In the records below, find the line that contains "assert!(keys.take_restart());", then transcribe it and every later line exactly, stopping at the final line.

-------- Provided data

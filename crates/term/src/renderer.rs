//! TerminalRenderer: flushes a framebuffer to a real terminal.
//!
//! The screen has a fixed size, so it is presented at an origin that keeps it
//! centered. Frames are diffed against the previously presented one and only
//! changed runs are written; a moved origin or a resize forces a full redraw.

use std::io::{self, Write};

use anyhow::Result;

use crossterm::{
    cursor,
    style::{
        Attribute, Color, Print, ResetColor, SetAttribute, SetBackgroundColor, SetForegroundColor,
    },
    terminal, QueueableCommand,
};

use crate::fb::{FrameBuffer, Palette, Rgb, Shade};

pub struct TerminalRenderer {
    stdout: io::Stdout,
    palette: Palette,
    last: Option<FrameBuffer>,
    origin: (u16, u16),
    buf: Vec<u8>,
}

impl TerminalRenderer {
    pub fn new() -> Self {
        Self::with_palette(Palette::default())
    }

    pub fn with_palette(palette: Palette) -> Self {
        Self {
            stdout: io::stdout(),
            palette,
            last: None,
            origin: (0, 0),
            buf: Vec::with_capacity(16 * 1024),
        }
    }

    pub fn enter(&mut self) -> Result<()> {
        terminal::enable_raw_mode()?;
        self.buf.clear();
        self.buf.queue(terminal::EnterAlternateScreen)?;
        self.buf.queue(cursor::Hide)?;
        self.buf.queue(terminal::DisableLineWrap)?;
        self.flush_buf()?;
        Ok(())
    }

    pub fn exit(&mut self) -> Result<()> {
        self.buf.clear();
        self.buf.queue(ResetColor)?;
        self.buf.queue(SetAttribute(Attribute::Reset))?;
        self.buf.queue(terminal::EnableLineWrap)?;
        self.buf.queue(cursor::Show)?;
        self.buf.queue(terminal::LeaveAlternateScreen)?;
        self.flush_buf()?;
        terminal::disable_raw_mode()?;
        Ok(())
    }

    /// Force the next present to be a full redraw.
    pub fn invalidate(&mut self) {
        self.last = None;
    }

    /// Present a frame centered in a terminal of `term_size` cells.
    pub fn present(&mut self, fb: &FrameBuffer, term_size: (u16, u16)) -> Result<()> {
        let origin = centered_origin(fb, term_size);
        if origin != self.origin {
            self.origin = origin;
            self.last = None;
        }

        self.buf.clear();
        let same_size = matches!(
            &self.last,
            Some(prev) if prev.width() == fb.width() && prev.height() == fb.height()
        );
        if let (true, Some(prev)) = (same_size, self.last.as_mut()) {
            encode_diff_into(prev, fb, origin, &self.palette, &mut self.buf)?;
            prev.clone_from(fb);
        } else {
            encode_full_into(fb, origin, &self.palette, &mut self.buf)?;
            self.last = Some(fb.clone());
        }
        self.flush_buf()
    }

    fn flush_buf(&mut self) -> Result<()> {
        if self.buf.is_empty() {
            return Ok(());
        }
        self.stdout.write_all(&self.buf)?;
        self.stdout.flush()?;
        Ok(())
    }
}

impl Default for TerminalRenderer {
    fn default() -> Self {
        Self::new()
    }
}

/// Top-left corner that centers `fb` in a terminal of `term_size` cells.
pub fn centered_origin(fb: &FrameBuffer, term_size: (u16, u16)) -> (u16, u16) {
    let (w, h) = term_size;
    (
        w.saturating_sub(fb.width()) / 2,
        h.saturating_sub(fb.height()) / 2,
    )
}

/// Encode a full-frame redraw into `out`.
///
/// This builds a sequence of crossterm commands without writing to stdout.
pub fn encode_full_into(
    fb: &FrameBuffer,
    origin: (u16, u16),
    palette: &Palette,
    out: &mut Vec<u8>,
) -> Result<()> {
    out.queue(SetBackgroundColor(rgb_to_color(palette.background)))?;
    out.queue(terminal::Clear(terminal::ClearType::All))?;

    let mut current: Option<Shade> = None;
    for y in 0..fb.height() {
        out.queue(cursor::MoveTo(origin.0, origin.1 + y))?;
        for x in 0..fb.width() {
            let cell = fb.get(x, y).unwrap_or_default();
            if current != Some(cell.shade) {
                apply_shade_into(out, palette, cell.shade)?;
                current = Some(cell.shade);
            }
            out.queue(Print(cell.ch))?;
        }
    }

    out.queue(ResetColor)?;
    out.queue(SetAttribute(Attribute::Reset))?;
    Ok(())
}

/// Encode a diff redraw (changed runs) into `out`.
///
/// Writes nothing at all when the frames are identical.
pub fn encode_diff_into(
    prev: &FrameBuffer,
    next: &FrameBuffer,
    origin: (u16, u16),
    palette: &Palette,
    out: &mut Vec<u8>,
) -> Result<()> {
    let mut current: Option<Shade> = None;

    for_each_changed_run(prev, next, |x, y, len| {
        out.queue(cursor::MoveTo(origin.0 + x, origin.1 + y))?;
        for dx in 0..len {
            let cell = next.get(x + dx, y).unwrap_or_default();
            if current != Some(cell.shade) {
                apply_shade_into(out, palette, cell.shade)?;
                current = Some(cell.shade);
            }
            out.queue(Print(cell.ch))?;
        }
        Ok(())
    })?;

    if current.is_some() {
        out.queue(ResetColor)?;
        out.queue(SetAttribute(Attribute::Reset))?;
    }
    Ok(())
}

fn apply_shade_into(out: &mut Vec<u8>, palette: &Palette, shade: Shade) -> Result<()> {
    out.queue(SetForegroundColor(rgb_to_color(palette.color(shade))))?;
    out.queue(SetBackgroundColor(rgb_to_color(palette.background)))?;
    out.queue(SetAttribute(Attribute::Reset))?;
    if shade == Shade::Lit {
        out.queue(SetAttribute(Attribute::Bold))?;
    }
    Ok(())
}

fn rgb_to_color(rgb: Rgb) -> Color {
    Color::Rgb {
        r: rgb.r,
        g: rgb.g,
        b: rgb.b,
    }
}

/// Call `f(x, y, len)` for every horizontal run of cells that differ
///
/// Frames of different sizes are reported as whole rows of `next`.
fn for_each_changed_run(
    prev: &FrameBuffer,
    next: &FrameBuffer,
    mut f: impl FnMut(u16, u16, u16) -> Result<()>,
) -> Result<()> {
    let width = next.width() as usize;
    if width == 0 {
        return Ok(());
    }
    let resized = prev.width() != next.width() || prev.height() != next.height();

    for (y, row) in next.cells().chunks(width).enumerate() {
        let y = y as u16;
        if resized {
            f(0, y, next.width())?;
            continue;
        }
        let old = &prev.cells()[y as usize * width..][..width];

        let mut x = 0;
        while x < width {
            if row[x] == old[x] {
                x += 1;
                continue;
            }
            let start = x;
            while x < width && row[x] != old[x] {
                x += 1;
            }
            f(start as u16, y, (x - start) as u16)?;
        }
    }
    Ok(())
}
//! Pieces module - static shape catalog and the envelope rotation transform
//!
//! Every shape lives in a fixed 4x4 envelope sized to the largest piece, so a rotation
//! is always representable in the same box. Only the canonical orientation is stored;
//! the other three are derived with [`rotate`].

use arrayvec::ArrayVec;

use crate::types::{PieceKind, ENVELOPE};

/// Occupancy of a 4x4 envelope, indexed `[x][y]`
///
/// Column-major: each inner array is one envelope column, bottom cell first.
pub type BlockMap = [[bool; ENVELOPE]; ENVELOPE];

/// Offset of a single occupied cell relative to the envelope origin
pub type BlockOffset = (i8, i8);

const X: bool = true;
const O: bool = false;

/// Canonical orientations, in [`PieceKind::ALL`] order
const BLOCK_MAPS: [BlockMap; 8] = [
    // I
    [[O, X, O, O], [O, X, O, O], [O, X, O, O], [O, X, O, O]],
    // J
    [[O, X, O, O], [O, X, O, O], [X, X, O, O], [O, O, O, O]],
    // L
    [[O, X, O, O], [O, X, O, O], [O, X, X, O], [O, O, O, O]],
    // O
    [[O, O, O, O], [O, X, X, O], [O, X, X, O], [O, O, O, O]],
    // S
    [[O, O, O, O], [O, X, X, O], [X, X, O, O], [O, O, O, O]],
    // T
    [[O, O, O, O], [X, X, X, O], [O, X, O, O], [O, O, O, O]],
    // Z
    [[O, O, O, O], [X, X, O, O], [O, X, X, O], [O, O, O, O]],
    // Short I
    [[O, X, O, O], [O, X, O, O], [O, X, O, O], [O, O, O, O]],
];

/// Canonical occupancy map for a piece kind
pub fn block_map(kind: PieceKind) -> BlockMap {
    BLOCK_MAPS[kind.index()]
}

/// Rotate a map 90° inside the envelope: `rotated[j][i] = map[3 - i][j]`
///
/// No re-centering happens; four rotations give back the original map.
pub fn rotate(map: &BlockMap) -> BlockMap {
    let mut rotated = [[false; ENVELOPE]; ENVELOPE];
    for i in 0..ENVELOPE {
        for j in 0..ENVELOPE {
            rotated[j][i] = map[ENVELOPE - 1 - i][j];
        }
    }
    rotated
}

/// All four orientations of a piece, starting with the canonical one
pub fn orientations(kind: PieceKind) -> [BlockMap; 4] {
    let north = block_map(kind);
    let east = rotate(&north);
    let south = rotate(&east);
    let west = rotate(&south);
    [north, east, south, west]
}

/// Offsets of the occupied cells of a map, bottom-up then left to right
pub fn occupied_offsets(map: &BlockMap) -> ArrayVec<BlockOffset, 4> {
    let mut cells = ArrayVec::new();
    for y in 0..ENVELOPE {
        for (x, column) in map.iter().enumerate() {
            if column[y] {
                // Catalog shapes never exceed four cells.
                let _ = cells.try_push((x as i8, y as i8));
            }
        }
    }
    cells
}

/// Inclusive range of envelope columns that hold at least one cell
pub fn column_span(map: &BlockMap) -> Option<(usize, usize)> {
    let first = map.iter().position(|column| column.iter().any(|&c| c))?;
    let last = map.iter().rposition(|column| column.iter().any(|&c| c))?;
    Some((first, last))
}

#[cfg(test)]
mod tests {
    use super::*;

    #[test]
    fn test_four_rotations_are_identity() {
        for kind in PieceKind::ALL {
            let map = block_map(kind);
            let back = rotate(&rotate(&rotate(&rotate(&map))));
            assert_eq!(back, map, "{:?}", kind);
        }
    }

    #[test]
    fn test_cell_counts() {
        for kind in PieceKind::ALL {
            let expected = if kind == PieceKind::ShortI { 3 } else { 4 };
            for map in orientations(kind) {
                assert_eq!(occupied_offsets(&map).len(), expected, "{:?}", kind);
            }
        }
    }

    #[test]
    fn test_rotate_i_turns_vertical() {
        let east = rotate(&block_map(PieceKind::I));
        assert_eq!(east[1], [X, X, X, X]);
        assert_eq!(east[0], [O; 4]);
        assert_eq!(east[2], [O; 4]);
        assert_eq!(east[3], [O; 4]);
    }

    #[test]
    fn test_o_is_rotation_invariant() {
        let map = block_map(PieceKind::O);
        assert_eq!(rotate(&map), map);
    }

    #[test]
    fn test_wall_margin_is_sufficient() {
        // Two border columns are enough as long as every orientation keeps a cell in
        // the left three and in the right three envelope columns.
        for kind in PieceKind::ALL {
            for map in orientations(kind) {
                let (first, last) = column_span(&map).unwrap();
                assert!(first <= 2, "{:?} starts at column {}", kind, first);
                assert!(last >= 1, "{:?} ends at column {}", kind, last);
            }
        }
    }
}
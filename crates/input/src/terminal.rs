//! Terminal-backed [`InputSource`].
//!
//! Terminals report key presses (and OS auto-repeat) but usually no releases, so a
//! key counts as held until either a release event arrives or no event for it was
//! seen for the key release timeout. The held key is then fed through a [`Keypad`]
//! once per poll, exactly like a sampled hardware keypad.

use std::time::{Duration, Instant};

use anyhow::Result;
use crossterm::event::{self, Event, KeyEvent, KeyEventKind};

use crate::keypad::{Keypad, KeypadConfig};
use crate::map::{handle_key_event, should_quit, should_restart};
use crate::types::{InputEvent, InputSource};

// In terminals without key-release events, a short timeout prevents a single tap
// from turning into a sustained "held" state that triggers repeats.
pub const DEFAULT_KEY_RELEASE_TIMEOUT_MS: u32 = 150;

pub struct TerminalKeypad {
    keypad: Keypad,
    down: InputEvent,
    last_key_time: Instant,
    epoch: Instant,
    key_release_timeout_ms: u32,
    quit: bool,
    restart: bool,
}

impl TerminalKeypad {
    pub fn new() -> Self {
        Self::with_config(KeypadConfig::default())
    }

    pub fn with_config(config: KeypadConfig) -> Self {
        let now = Instant::now();
        Self {
            keypad: Keypad::with_config(config),
            down: InputEvent::None,
            last_key_time: now,
            epoch: now,
            key_release_timeout_ms: DEFAULT_KEY_RELEASE_TIMEOUT_MS,
            quit: false,
            restart: false,
        }
    }

    pub fn with_key_release_timeout_ms(mut self, timeout_ms: u32) -> Self {
        self.key_release_timeout_ms = timeout_ms;
        self
    }

    pub fn key_release_timeout_ms(&self) -> u32 {
        self.key_release_timeout_ms
    }

    /// Drain every pending terminal event without blocking
    pub fn pump(&mut self) -> Result<()> {
        while event::poll(Duration::ZERO)? {
            if let Event::Key(key) = event::read()? {
                self.handle_key(key, Instant::now());
            }
        }
        Ok(())
    }

    /// Record one key event observed at `at`
    pub fn handle_key(&mut self, key: KeyEvent, at: Instant) {
        match key.kind {
            KeyEventKind::Press | KeyEventKind::Repeat => {
                if should_quit(key) {
                    self.quit = true;
                    return;
                }
                if should_restart(key) {
                    self.restart = true;
                    return;
                }
                let event = handle_key_event(key);
                if event != InputEvent::None {
                    self.down = event;
                    self.last_key_time = at;
                }
            }
            KeyEventKind::Release => {
                if handle_key_event(key) == self.down {
                    self.down = InputEvent::None;
                }
            }
        }
    }

    /// Key considered held at `now`, applying the release timeout
    pub fn key_down(&mut self, now: Instant) -> InputEvent {
        let held_for = now.saturating_duration_since(self.last_key_time);
        if held_for > Duration::from_millis(u64::from(self.key_release_timeout_ms)) {
            self.down = InputEvent::None;
        }
        self.down
    }

    /// Sample the keypad at `now`
    pub fn poll_at(&mut self, now: Instant) -> InputEvent {
        let down = self.key_down(now);
        let now_ms = now.saturating_duration_since(self.epoch).as_millis() as u64;
        self.keypad.sample(down, now_ms)
    }

    /// Whether a quit key was pressed since the last call
    pub fn take_quit(&mut self) -> bool {
        std::mem::take(&mut self.quit)
    }

    /// Whether a restart key was pressed since the last call
    pub fn take_restart(&mut self) -> bool {
        std::mem::take(&mut self.restart)
    }
}

impl Default for TerminalKeypad {
    fn default() -> Self {
        Self::new()
    }
}

impl InputSource for TerminalKeypad {
    fn poll(&mut self) -> InputEvent {
        self.poll_at(Instant::now())
    }

    fn reset_repeat(&mut self) {
        self.keypad.reset();
    }
}

#[cfg(test)]
mod tests {
    use super::*;
    use crossterm::event::{KeyCode, KeyEventState, KeyModifiers};

    fn press(code: KeyCode) -> KeyEvent {
        KeyEvent::from(code)
    }

    fn release(code: KeyCode) -> KeyEvent {
        KeyEvent {
            code,
            modifiers: KeyModifiers::NONE,
            kind: KeyEventKind::Release,
            state: KeyEventState::NONE,
        }
    }

    fn instant_keypad() -> TerminalKeypad {
        TerminalKeypad::with_config(KeypadConfig {
            debounce_samples: 1,
            ..KeypadConfig::default()
        })
    }

    #[test]
    fn test_press_fires_on_next_poll() {
        let mut keys = instant_keypad();
        let t0 = Instant::now();
        keys.handle_key(press(KeyCode::Left), t0);
        assert_eq!(keys.poll_at(t0), InputEvent::MoveLeft);
        // Held, but the repeat wait has not elapsed.
        assert_eq!(keys.poll_at(t0 + Duration::from_millis(10)), InputEvent::None);
    }

    #[test]
    fn test_auto_release_after_timeout() {
        let mut keys = instant_keypad().with_key_release_timeout_ms(50);
        let t0 = Instant::now();
        keys.handle_key(press(KeyCode::Down), t0);
        assert_eq!(keys.key_down(t0 + Duration::from_millis(50)), InputEvent::SoftDrop);
        assert_eq!(keys.key_down(t0 + Duration::from_millis(51)), InputEvent::None);
    }

    #[test]
    fn test_release_event_clears_held_key() {
        let mut keys = instant_keypad();
        let t0 = Instant::now();
        keys.handle_key(press(KeyCode::Right), t0);
        keys.handle_key(release(KeyCode::Left), t0);
        assert_eq!(keys.key_down(t0), InputEvent::MoveRight);
        keys.handle_key(release(KeyCode::Right), t0);
        assert_eq!(keys.key_down(t0), InputEvent::None);
    }

    #[test]
    fn test_quit_and_restart_flags() {
        let mut keys = instant_keypad();
        let t0 = Instant::now();
        keys.handle_key(press(KeyCode::Char('q')), t0);
        keys.handle_key(press(KeyCode::Char('r')), t0);
        assert!(keys.take_quit());
        assert!(!keys.take_quit());
        assert!(keys.take_restart());
        assert_eq!(keys.key_down(t0), InputEvent::None);
    }

    #[test]
    fn test_default_key_release_timeout_is_non_zero() {
        let keys = TerminalKeypad::new();
        assert!(keys.key_release_timeout_ms() > 0);
    }

    #[test]
    fn test_reset_repeat_rearms_keypad() {
        let mut keys = instant_keypad();
        let t0 = Instant::now();
        keys.handle_key(press(KeyCode::Up), t0);
        assert_eq!(keys.poll_at(t0), InputEvent::Rotate);
        keys.reset_repeat();
        assert_eq!(keys.poll_at(t0 + Duration::from_millis(1)), InputEvent::Rotate);
    }
}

----------------

## Result for this task
        assert!(keys.take_restart());
        assert_eq!(keys.key_down(t0), InputEvent::None);
    }

    #[test]
    fn test_default_key_release_timeout_is_non_zero() {
        let keys = TerminalKeypad::new();
        assert!(keys.key_release_timeout_ms() > 0);
    }

    #[test]
    fn test_reset_repeat_rearms_keypad() {
        let mut keys = instant_keypad();
        let t0 = Instant::now();
        keys.handle_key(press(KeyCode::Up), t0);
        assert_eq!(keys.poll_at(t0), InputEvent::Rotate);
        keys.reset_repeat();
        assert_eq!(keys.poll_at(t0 + Duration::from_millis(1)), InputEvent::Rotate);
    }
}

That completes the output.